A wide variety of presentations have been described but the commonest appearances are of a patch (early) or nodular violaceous (late) lesion on the skin or mucosa. These are most often seen in the oral cavity, particularly on the hard palate and gingivae. The lesions may occasionally affect the nasal cavity and maxilla with or without AIDS and often in cases of disseminated disease.30–33 The lesions may be single or multiple and are not painful. As they are superficial lesions, the imaging appearances are minor.
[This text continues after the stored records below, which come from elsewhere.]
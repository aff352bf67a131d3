//! Score command grammar for voice transcripts.

use crate::error::{VoiceError, VoiceResult};

/// Keyword every spoken score command starts with.
const COMMAND_WORD: &str = "count";

/// Parse a spoken transcript into a visit total.
///
/// The grammar is two tokens, case-insensitive, surrounding whitespace
/// ignored: `count <integer>` or the literal `count zero`. Anything else
/// fails to parse. Range checking is the caller's job; this only extracts
/// the number.
pub fn parse_score_command(transcript: &str) -> VoiceResult<u32> {
    let trimmed = transcript.trim();
    let mut words = trimmed.split_whitespace();
    let keyword = words.next().unwrap_or("");
    let value = words.next();
    if !keyword.eq_ignore_ascii_case(COMMAND_WORD) || words.next().is_some() {
        return Err(VoiceError::Malformed(trimmed.to_string()));
    }
    let Some(value) = value else {
        return Err(VoiceError::Malformed(trimmed.to_string()));
    };
    if value.eq_ignore_ascii_case("zero") {
        return Ok(0);
    }
    value
        .parse()
        .map_err(|_| VoiceError::NotANumber(value.to_string()))
}
//! Error types for voice score entry.

use thiserror::Error;

/// Result type for voice input operations.
pub type VoiceResult<T> = Result<T, VoiceError>;

/// Errors produced while turning a transcript into a score.
///
/// Parse failures are non-fatal: the session keeps listening and the game
/// state is never touched by a rejected transcript.
#[derive(Debug, Error, PartialEq, Eq)]
pub enum VoiceError {
    /// Transcript does not match `count <score>`.
    #[error("say 'count' followed by your score, heard: {0}")]
    Malformed(String),

    /// The word after `count` is neither a number nor `zero`.
    #[error("{0} is not a score")]
    NotANumber(String),
}
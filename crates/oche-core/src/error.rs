//! Error types for the scoring engine.

use thiserror::Error;

/// Result type for scoring engine operations.
pub type GameResult<T> = Result<T, GameError>;

/// Errors that can occur while setting up a game or validating score entry.
///
/// A bust is deliberately absent: it is a silent no-op outcome of
/// [`Game::record_score`](crate::Game::record_score), observable only as
/// unchanged state.
#[derive(Debug, Error, PartialEq, Eq)]
pub enum GameError {
    /// Starting score must be positive.
    #[error("invalid starting score: {0}")]
    InvalidStartingScore(u32),

    /// Starting score outside the X01 family (301, 501, 701, 1001, ...).
    #[error("{0} is not an X01 starting score (must end in 01)")]
    NotAnX01Score(u32),

    /// Player name is empty after trimming.
    #[error("player name cannot be empty")]
    EmptyPlayerName,

    /// Player name already present in this game.
    #[error("player name already taken: {0}")]
    DuplicatePlayerName(String),

    /// Visit total above the three-dart maximum.
    #[error("{0} exceeds the maximum visit score of 180")]
    ScoreTooHigh(u32),

    /// Visit total that no combination of three darts produces.
    #[error("{0} is not a possible 3-dart score")]
    ImpossibleScore(u32),
}
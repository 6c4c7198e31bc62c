//! Rust's same-origin-savvy request courier - fetch, cache, and stitch XSRF plus OAuth bearer
//! headers onto outbound HTTP in one crate built for production.

#![deny(clippy::all, missing_docs, unused_crate_dependencies)]

pub mod auth;
pub mod cache;
pub mod courier;
pub mod endpoints;
pub mod error;
pub mod oauth;
pub mod obs;
pub mod origin;
pub mod session;
pub mod store;
pub mod transport;
pub mod xsrf;
#[cfg(all(any(test, feature = "test"), feature = "reqwest"))]
pub mod _preludet {
	//! Convenience re-exports and helpers for integration tests; enabled via `cfg(test)` or the
	//! `test` crate feature.

	pub use crate::_prelude::*;

	// self
	use crate::{
		courier::{Courier, CourierBuilder},
		origin::PageLocation,
		transport::ReqwestTransport,
	};

	/// Courier type alias used by reqwest-backed integration tests.
	pub type ReqwestTestCourier = Courier<ReqwestTransport>;

	/// Builds a plain-HTTP page location pointing at a mock server's `host:port` address.
	pub fn test_location(host: impl Into<String>) -> PageLocation {
		PageLocation::new("http", host)
	}

	/// Starts a courier builder anchored at the mock server's origin, backed by the reqwest
	/// transport used across integration tests.
	pub fn reqwest_test_courier_builder(
		host: impl Into<String>,
	) -> CourierBuilder<ReqwestTransport> {
		Courier::builder(ReqwestTransport::default(), test_location(host))
	}

	/// Constructs a [`Courier`] with in-memory stores and default endpoints, anchored at the mock
	/// server's origin.
	pub fn build_reqwest_test_courier(host: impl Into<String>) -> ReqwestTestCourier {
		reqwest_test_courier_builder(host).build()
	}
}

mod _prelude {
	pub use std::{
		collections::{BTreeMap, HashMap},
		error::Error as StdError,
		fmt::{Debug, Display, Formatter, Result as FmtResult},
		future::Future,
		pin::Pin,
		str::FromStr,
		sync::Arc,
	};

	pub use http::{HeaderMap, HeaderName, HeaderValue, Method, StatusCode};
	pub use parking_lot::{Mutex, RwLock};
	#[cfg(feature = "reqwest")]
	pub use reqwest::{Client as ReqwestClient, Error as ReqwestError};
	pub use serde::{Deserialize, Serialize};
	pub use thiserror::Error as ThisError;
	pub use time::{Duration, OffsetDateTime};
	pub use url::Url;

	pub use crate::error::{Error, Result};
}

pub use http;
#[cfg(feature = "reqwest")] pub use reqwest;
pub use url;
#[cfg(all(test, feature = "reqwest"))] use {color_eyre as _, httpmock as _};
At the outset they are nonspecific proliferations of vascular tissue but become more infiltrative with time, developing nodularity. At this stage they are composed of spindle cells together with evidence of neoangiogenesis, inflammation, and edema. KS must therefore be differentiated from other tumors such as fibrosarcoma and kaposiform hemangioendothelioma, a lesion that is more typically seen in the retroperitoneum and limbs in children.34 However, an array of immunohistochemistry markers are needed to show positivity to endothelial antigens (CD31, CD34) and factor VIII-related antigen as well as immuno-reactivity to HHV-8.22 The lesions are also usually positive to vimentin, LYVE-1, VEGFR-2 and -3 (vascular endothelial growth factor), angiopoietin-2, and D2–40.